Aunt Amelia stepped forward and took the medallion. "I remember when he used to wear this." She looked around, her cheeks tinged pink as she decided to share the story. "When we first fell in love, he would come visit me in the Borough and he was always so…kingly. It used to irritate me so much!"
The rest of the night was a treasure hunt, sifting through the glittering jewels for memories. There were so many, more than we could recount. We went upstairs feeling very rich.
I brought the horn with me. The sight of it reminded me so strongly of Mama, and I liked the feeling it gave me when I cradled it close. I didn't know if I had made the right choice, but in that moment it seemed more important to hold on to hope. That was more magical than the horn, and that was why the horn left us in despair when the cordial let us laugh, just a little bit.

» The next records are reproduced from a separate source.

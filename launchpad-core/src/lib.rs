//! Launchpad Core
//!
//! Core types shared by the Launchpad deployment pipeline and the task API.
//!
//! This crate contains:
//! - Domain types: Deployment target, inventory, evidence phases, deployment
//!   variables, tasks and categories
//! - DTOs: Request/response bodies exchanged with the task API

pub mod domain;
pub mod dto;
//! Task Service
//!
//! Business logic for task management.

use chrono::Utc;
use launchpad_core::domain::task::{DEFAULT_CATEGORY, Priority, Task, parse_due_date};
use launchpad_core::dto::StatsResponse;
use launchpad_core::dto::task::{CreateTask, TaskFilter, UpdateTask};
use sqlx::SqlitePool;

use crate::repository::task::{NewTask, TaskQuery};
use crate::repository::task_repository;

const MAX_TITLE_LEN: usize = 200;
const MAX_CATEGORY_LEN: usize = 50;

/// Service error type
#[derive(Debug)]
pub enum TaskError {
    NotFound(i64),
    ValidationError(String),
    DatabaseError(sqlx::Error),
}

impl From<sqlx::Error> for TaskError {
    fn from(err: sqlx::Error) -> Self {
        TaskError::DatabaseError(err)
    }
}

pub type Result<T> = std::result::Result<T, TaskError>;

/// Create a new task
pub async fn create_task(pool: &SqlitePool, req: CreateTask) -> Result<Task> {
    let title = validate_title(req.title.as_deref().unwrap_or_default())?;

    let priority = match req.priority.as_deref() {
        Some(priority) => parse_priority(priority)?,
        None => Priority::default(),
    };

    let category = match req.category.as_deref().map(str::trim) {
        Some(category) if !category.is_empty() => validate_category(category)?,
        _ => DEFAULT_CATEGORY.to_string(),
    };

    let due_date = match req.due_date.as_deref() {
        Some(raw) if !raw.trim().is_empty() => Some(parse_date(raw)?),
        _ => None,
    };

    let task = task_repository::create(
        pool,
        NewTask {
            title,
            description: req.description.unwrap_or_default(),
            priority,
            category,
            due_date,
        },
    )
    .await?;

    tracing::info!("Task created: {} ({})", task.title, task.id);

    Ok(task)
}

/// Get a task by ID
pub async fn get_task(pool: &SqlitePool, id: i64) -> Result<Task> {
    let task = task_repository::find_by_id(pool, id)
        .await?
        .ok_or(TaskError::NotFound(id))?;

    Ok(task)
}

/// List tasks matching the filter, newest first
///
/// Empty filter values are ignored.
pub async fn list_tasks(pool: &SqlitePool, filter: &TaskFilter) -> Result<Vec<Task>> {
    let non_empty = |value: &Option<String>| value.clone().filter(|v| !v.is_empty());

    let query = TaskQuery {
        category: non_empty(&filter.category),
        priority: non_empty(&filter.priority),
        completed: filter.completed_flag(),
        search: non_empty(&filter.search),
    };

    let tasks = task_repository::list(pool, &query).await?;
    Ok(tasks)
}

/// Apply a partial update to a task
pub async fn update_task(pool: &SqlitePool, id: i64, req: UpdateTask) -> Result<Task> {
    let mut task = get_task(pool, id).await?;

    if let Some(title) = req.title.as_deref() {
        task.title = validate_title(title)?;
    }
    if let Some(description) = req.description {
        task.description = description.unwrap_or_default();
    }
    if let Some(completed) = req.completed {
        task.completed = completed;
    }
    if let Some(priority) = req.priority.as_deref() {
        task.priority = parse_priority(priority)?;
    }
    if let Some(category) = req.category.as_deref() {
        task.category = validate_category(category.trim())?;
    }
    match req.due_date {
        None => {}
        Some(None) => task.due_date = None,
        Some(Some(raw)) if raw.trim().is_empty() => task.due_date = None,
        Some(Some(raw)) => task.due_date = Some(parse_date(&raw)?),
    }

    task.updated_at = Utc::now();

    let updated = task_repository::update(pool, &task).await?;
    if !updated {
        return Err(TaskError::NotFound(id));
    }

    tracing::info!("Task updated: {} ({})", task.title, task.id);

    Ok(task)
}

/// Delete a task
pub async fn delete_task(pool: &SqlitePool, id: i64) -> Result<()> {
    let deleted = task_repository::delete(pool, id).await?;

    if !deleted {
        return Err(TaskError::NotFound(id));
    }

    tracing::info!("Task deleted: {}", id);

    Ok(())
}

/// Task statistics
pub async fn stats(pool: &SqlitePool) -> Result<StatsResponse> {
    let (total, completed) = task_repository::counts(pool).await?;
    Ok(StatsResponse::from_counts(total, completed))
}

// =============================================================================
// Validation
// =============================================================================

fn validate_title(title: &str) -> Result<String> {
    let title = title.trim();

    if title.is_empty() {
        return Err(TaskError::ValidationError("Title is required".to_string()));
    }

    if title.chars().count() > MAX_TITLE_LEN {
        return Err(TaskError::ValidationError(format!(
            "Title is too long (max {} characters)",
            MAX_TITLE_LEN
        )));
    }

    Ok(title.to_string())
}

fn validate_category(category: &str) -> Result<String> {
    if category.chars().count() > MAX_CATEGORY_LEN {
        return Err(TaskError::ValidationError(format!(
            "Category is too long (max {} characters)",
            MAX_CATEGORY_LEN
        )));
    }

    Ok(category.to_string())
}

fn parse_priority(priority: &str) -> Result<Priority> {
    priority
        .trim()
        .to_ascii_lowercase()
        .parse()
        .map_err(TaskError::ValidationError)
}

fn parse_date(raw: &str) -> Result<chrono::DateTime<Utc>> {
    parse_due_date(raw).ok_or_else(|| TaskError::ValidationError("Invalid date format".to_string()))
}
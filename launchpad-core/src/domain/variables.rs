//! Deployment variables
//!
//! The variables file handed to the provisioning tool. It is stored as
//! `terraform.tfvars.json`, which terraform reads natively, so the same file
//! is validated here and consumed there.

use serde::{Deserialize, Serialize};
use std::collections::BTreeMap;

/// Variables supplied to the provisioning tool
#[derive(Debug, Clone, PartialEq, Serialize, Deserialize)]
pub struct DeploymentVariables {
    /// Cloud region (e.g. "us-east-1")
    pub aws_region: String,

    /// Instance size, restricted to an enumerated set
    pub instance_type: String,

    /// CIDR ranges allowed to reach the SSH port
    pub ssh_allowed_ips: Vec<String>,

    /// Name prefix for every created resource
    pub project_name: String,

    /// Deployment environment tag
    pub environment: String,

    /// Root volume size in GiB
    pub root_volume_size: u32,

    /// Extra resource tags
    #[serde(default, skip_serializing_if = "BTreeMap::is_empty")]
    pub tags: BTreeMap<String, String>,
}
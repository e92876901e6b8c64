//! API Module
//!
//! HTTP API layer for the task manager.
//! Each submodule handles endpoints for a specific domain.

pub mod category;
pub mod error;
pub mod health;
pub mod task;

use axum::{
    Router,
    routing::get,
};
use sqlx::SqlitePool;
use tower_http::cors::CorsLayer;
use tower_http::trace::TraceLayer;

/// Create the main API router with all endpoints
pub fn create_router(pool: SqlitePool) -> Router {
    Router::new()
        // Service information and health
        .route("/", get(health::index))
        .route("/api/health", get(health::health_check))
        .route("/api/stats", get(health::stats))
        // Task endpoints
        .route("/api/tasks", get(task::list_tasks).post(task::create_task))
        .route(
            "/api/tasks/{id}",
            get(task::get_task)
                .put(task::update_task)
                .delete(task::delete_task),
        )
        // Category endpoints
        .route(
            "/api/categories",
            get(category::list_categories).post(category::create_category),
        )
        .fallback(error::not_found)
        // Add state and middleware
        .with_state(pool)
        .layer(CorsLayer::permissive())
        .layer(TraceLayer::new_for_http())
}
//! Repository Module
//!
//! Data access layer for the task API.
//! Each repository handles database operations for a specific domain entity.

pub mod category;
pub mod task;

// Re-export for convenience
pub use category as category_repository;
pub use task as task_repository;
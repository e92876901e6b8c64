//! Configuration module
//!
//! Global command-line flags layered over the `LAUNCHPAD_*` environment
//! variables, which are themselves layered over the pipeline defaults.

use anyhow::Result;
use clap::Args;
use launchpad_runner::PipelineConfig;
use std::path::PathBuf;
use std::time::Duration;

/// Pipeline settings accepted by every command
#[derive(Args, Debug, Default)]
pub struct ConfigArgs {
    /// Directory holding the terraform definitions [env: LAUNCHPAD_TERRAFORM_DIR]
    #[arg(long, global = true)]
    pub terraform_dir: Option<PathBuf>,

    /// Directory holding the ansible playbook [env: LAUNCHPAD_ANSIBLE_DIR]
    #[arg(long, global = true)]
    pub ansible_dir: Option<PathBuf>,

    /// Playbook file, relative to the ansible directory [env: LAUNCHPAD_PLAYBOOK]
    #[arg(long, global = true)]
    pub playbook: Option<String>,

    /// Deployment variables file [env: LAUNCHPAD_VARS_FILE]
    #[arg(long, global = true)]
    pub vars_file: Option<PathBuf>,

    /// Directory for generated state [env: LAUNCHPAD_STATE_DIR]
    #[arg(long, global = true)]
    pub state_dir: Option<PathBuf>,

    /// Directory for evidence artifacts [env: LAUNCHPAD_EVIDENCE_DIR]
    #[arg(long, global = true)]
    pub evidence_dir: Option<PathBuf>,

    /// Login user on the host [env: LAUNCHPAD_REMOTE_USER]
    #[arg(long, global = true)]
    pub remote_user: Option<String>,

    /// Seconds to wait for the host to accept ssh [env: LAUNCHPAD_READINESS_TIMEOUT]
    #[arg(long, global = true, value_name = "SECS")]
    pub readiness_timeout: Option<u64>,

    /// Seconds between readiness probes [env: LAUNCHPAD_PROBE_INTERVAL]
    #[arg(long, global = true, value_name = "SECS")]
    pub probe_interval: Option<u64>,

    /// Seconds to wait after provisioning before probing [env: LAUNCHPAD_POST_PROVISION_DELAY]
    #[arg(long, global = true, value_name = "SECS")]
    pub post_provision_delay: Option<u64>,

    /// Attempts per endpoint during verification [env: LAUNCHPAD_VERIFY_ATTEMPTS]
    #[arg(long, global = true)]
    pub verify_attempts: Option<u32>,

    /// Seconds between verification attempts [env: LAUNCHPAD_VERIFY_DELAY]
    #[arg(long, global = true, value_name = "SECS")]
    pub verify_delay: Option<u64>,

    /// Connect timeout for ssh and HTTP [env: LAUNCHPAD_CONNECT_TIMEOUT]
    #[arg(long, global = true, value_name = "SECS")]
    pub connect_timeout: Option<u64>,

    /// Path of the task database on the host [env: LAUNCHPAD_REMOTE_DB_PATH]
    #[arg(long, global = true)]
    pub db_path: Option<String>,
}

impl ConfigArgs {
    /// Resolves flags over the environment and validates the result
    pub fn into_config(self) -> Result<PipelineConfig> {
        let mut config = PipelineConfig::from_env()?;
        self.apply(&mut config);
        config.validate()?;
        Ok(config)
    }

    /// Overrides every field given on the command line
    pub fn apply(self, config: &mut PipelineConfig) {
        if let Some(dir) = self.terraform_dir {
            config.terraform_dir = dir;
        }
        if let Some(dir) = self.ansible_dir {
            config.ansible_dir = dir;
        }
        if let Some(playbook) = self.playbook {
            config.playbook = playbook;
        }
        if let Some(file) = self.vars_file {
            config.vars_file = file;
        }
        if let Some(dir) = self.state_dir {
            config.state_dir = dir;
        }
        if let Some(dir) = self.evidence_dir {
            config.evidence_dir = dir;
        }
        if let Some(user) = self.remote_user {
            config.remote_user = user;
        }
        if let Some(secs) = self.readiness_timeout {
            config.readiness_timeout = Duration::from_secs(secs);
        }
        if let Some(secs) = self.probe_interval {
            config.probe_interval = Duration::from_secs(secs);
        }
        if let Some(secs) = self.post_provision_delay {
            config.post_provision_delay = Duration::from_secs(secs);
        }
        if let Some(attempts) = self.verify_attempts {
            config.verify_attempts = attempts;
        }
        if let Some(secs) = self.verify_delay {
            config.verify_delay = Duration::from_secs(secs);
        }
        if let Some(secs) = self.connect_timeout {
            config.connect_timeout = Duration::from_secs(secs);
        }
        if let Some(path) = self.db_path {
            config.remote_db_path = path;
        }
    }
}
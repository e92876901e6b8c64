//! Task domain types

use chrono::{DateTime, NaiveDate, NaiveDateTime, Utc};
use serde::{Deserialize, Serialize};

/// Category assigned when a task is created without one
pub const DEFAULT_CATEGORY: &str = "general";

/// A task stored by the task API
#[derive(Debug, Clone, Serialize, Deserialize)]
pub struct Task {
    pub id: i64,
    pub title: String,
    pub description: String,
    pub completed: bool,
    pub priority: Priority,
    pub category: String,
    pub due_date: Option<DateTime<Utc>>,
    pub created_at: DateTime<Utc>,
    pub updated_at: DateTime<Utc>,
}

/// Task priority
#[derive(Debug, Clone, Copy, Default, PartialEq, Eq, Serialize, Deserialize)]
#[serde(rename_all = "lowercase")]
pub enum Priority {
    Low,
    #[default]
    Medium,
    High,
}

impl Priority {
    pub fn as_str(&self) -> &'static str {
        match self {
            Priority::Low => "low",
            Priority::Medium => "medium",
            Priority::High => "high",
        }
    }
}

impl std::fmt::Display for Priority {
    fn fmt(&self, f: &mut std::fmt::Formatter<'_>) -> std::fmt::Result {
        write!(f, "{}", self.as_str())
    }
}

impl std::str::FromStr for Priority {
    type Err = String;

    fn from_str(s: &str) -> Result<Self, Self::Err> {
        match s {
            "low" => Ok(Priority::Low),
            "medium" => Ok(Priority::Medium),
            "high" => Ok(Priority::High),
            other => Err(format!(
                "Invalid priority '{}': expected low, medium or high",
                other
            )),
        }
    }
}

/// Parses a due date in ISO-8601 form
///
/// Accepts RFC 3339 timestamps (`2025-01-31T09:00:00Z`), naive timestamps
/// (`2025-01-31T09:00:00`, taken as UTC) and plain dates (`2025-01-31`,
/// midnight UTC).
pub fn parse_due_date(input: &str) -> Option<DateTime<Utc>> {
    let input = input.trim();

    if let Ok(ts) = DateTime::parse_from_rfc3339(input) {
        return Some(ts.with_timezone(&Utc));
    }

    if let Ok(naive) = NaiveDateTime::parse_from_str(input, "%Y-%m-%dT%H:%M:%S%.f") {
        return Some(naive.and_utc());
    }

    NaiveDate::parse_from_str(input, "%Y-%m-%d")
        .ok()
        .and_then(|date| date.and_hms_opt(0, 0, 0))
        .map(|naive| naive.and_utc())
}

#[cfg(test)]
mod tests {
    use super::*;
    use chrono::{Datelike, Timelike};

    #[test]
    fn test_priority_parse() {
        assert_eq!("high".parse::<Priority>(), Ok(Priority::High));
        assert!("urgent".parse::<Priority>().is_err());
        assert_eq!(Priority::default(), Priority::Medium);
    }

    #[test]
    fn test_priority_serializes_lowercase() {
        let json = serde_json::to_string(&Priority::Low).unwrap();
        assert_eq!(json, "\"low\"");
    }

    #[test]
    fn test_parse_due_date_forms() {
        let zulu = parse_due_date("2025-03-01T10:30:00Z").unwrap();
        assert_eq!(zulu.hour(), 10);

        let offset = parse_due_date("2025-03-01T10:30:00+02:00").unwrap();
        assert_eq!(offset.hour(), 8);

        let naive = parse_due_date("2025-03-01T10:30:00").unwrap();
        assert_eq!(naive, zulu);

        let date = parse_due_date("2025-03-01").unwrap();
        assert_eq!(date.day(), 1);
        assert_eq!(date.hour(), 0);

        assert!(parse_due_date("next tuesday").is_none());
    }
}
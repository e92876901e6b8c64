//! Task DTOs

use serde::{Deserialize, Deserializer, Serialize};

use crate::domain::task::Task;

/// Request to create a task
///
/// Fields stay loosely typed so the API can answer malformed values with
/// its own 400 envelope instead of a bare extractor rejection.
#[derive(Debug, Clone, Default, Serialize, Deserialize)]
pub struct CreateTask {
    #[serde(default)]
    pub title: Option<String>,
    #[serde(default)]
    pub description: Option<String>,
    #[serde(default)]
    pub priority: Option<String>,
    #[serde(default)]
    pub category: Option<String>,
    #[serde(default)]
    pub due_date: Option<String>,
}

impl CreateTask {
    pub fn titled(title: impl Into<String>) -> Self {
        Self {
            title: Some(title.into()),
            ..Default::default()
        }
    }
}

/// Partial update of a task; absent fields are left untouched
#[derive(Debug, Clone, Default, Serialize, Deserialize)]
pub struct UpdateTask {
    #[serde(default, skip_serializing_if = "Option::is_none")]
    pub title: Option<String>,
    /// `Some(None)` clears the description
    #[serde(
        default,
        deserialize_with = "present_or_null",
        skip_serializing_if = "Option::is_none"
    )]
    pub description: Option<Option<String>>,
    #[serde(default, skip_serializing_if = "Option::is_none")]
    pub completed: Option<bool>,
    #[serde(default, skip_serializing_if = "Option::is_none")]
    pub priority: Option<String>,
    #[serde(default, skip_serializing_if = "Option::is_none")]
    pub category: Option<String>,
    /// `None` = untouched, `Some(None)` = cleared, `Some(Some(_))` = set
    #[serde(
        default,
        deserialize_with = "present_or_null",
        skip_serializing_if = "Option::is_none"
    )]
    pub due_date: Option<Option<String>>,
}

/// Distinguishes an explicit `null` from an absent field
fn present_or_null<'de, D, T>(deserializer: D) -> Result<Option<Option<T>>, D::Error>
where
    D: Deserializer<'de>,
    T: Deserialize<'de>,
{
    Option::<T>::deserialize(deserializer).map(Some)
}

/// Query filters for listing tasks
#[derive(Debug, Clone, Default, Serialize, Deserialize)]
pub struct TaskFilter {
    pub category: Option<String>,
    pub priority: Option<String>,
    pub completed: Option<String>,
    pub search: Option<String>,
}

impl TaskFilter {
    /// Interprets the `completed` query value; anything but "true" is false
    pub fn completed_flag(&self) -> Option<bool> {
        self.completed
            .as_deref()
            .map(|value| value.eq_ignore_ascii_case("true"))
    }
}

/// GET /api/tasks response
#[derive(Debug, Clone, Serialize, Deserialize)]
pub struct TaskListResponse {
    pub success: bool,
    pub count: usize,
    pub tasks: Vec<Task>,
}

impl From<Vec<Task>> for TaskListResponse {
    fn from(tasks: Vec<Task>) -> Self {
        Self {
            success: true,
            count: tasks.len(),
            tasks,
        }
    }
}

/// Single-task response
#[derive(Debug, Clone, Serialize, Deserialize)]
pub struct TaskResponse {
    pub success: bool,
    #[serde(default, skip_serializing_if = "Option::is_none")]
    pub message: Option<String>,
    pub task: Task,
}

When I got into bed I laid the ivory horn on the pillow next to me and looked at it. I thought about Mama, and how she would braid my hair and tuck me in and sing me lullabies. She hadn't given birth to me, but I was still her girl. Her daughter. And Dada left me the music room because it was always that way. I belonged to them. I belonged, and the bond was so strong that it lasted even when they were gone. I could not help but shed a couple of grateful tears.
A/N: Just for reference, the detail about Lucy liking amethysts was borrowed (or basely stolen, whichever you prefer) from Andi Horton's A Sea of Golden Sand, which has served to inspire me on several occasions, particularly when it comes to Corin and Lucy. I don't usually do the begging for reviews thing (hey, if I put it out there and you read it that's good enough) but I'm always intrigued to hear people's thoughts on the spouses and the children, whether they're worthy or compelling characters. I do intend to keep the Pevensies as absent-present characters throughout, by the way. Despite the fact that I've always been disappointed that there's no Peter in The Horse and His Boy, I've always liked the way Lewis characterizes Peter without us ever actually seeing the character, so that's an experiment I'm trying here.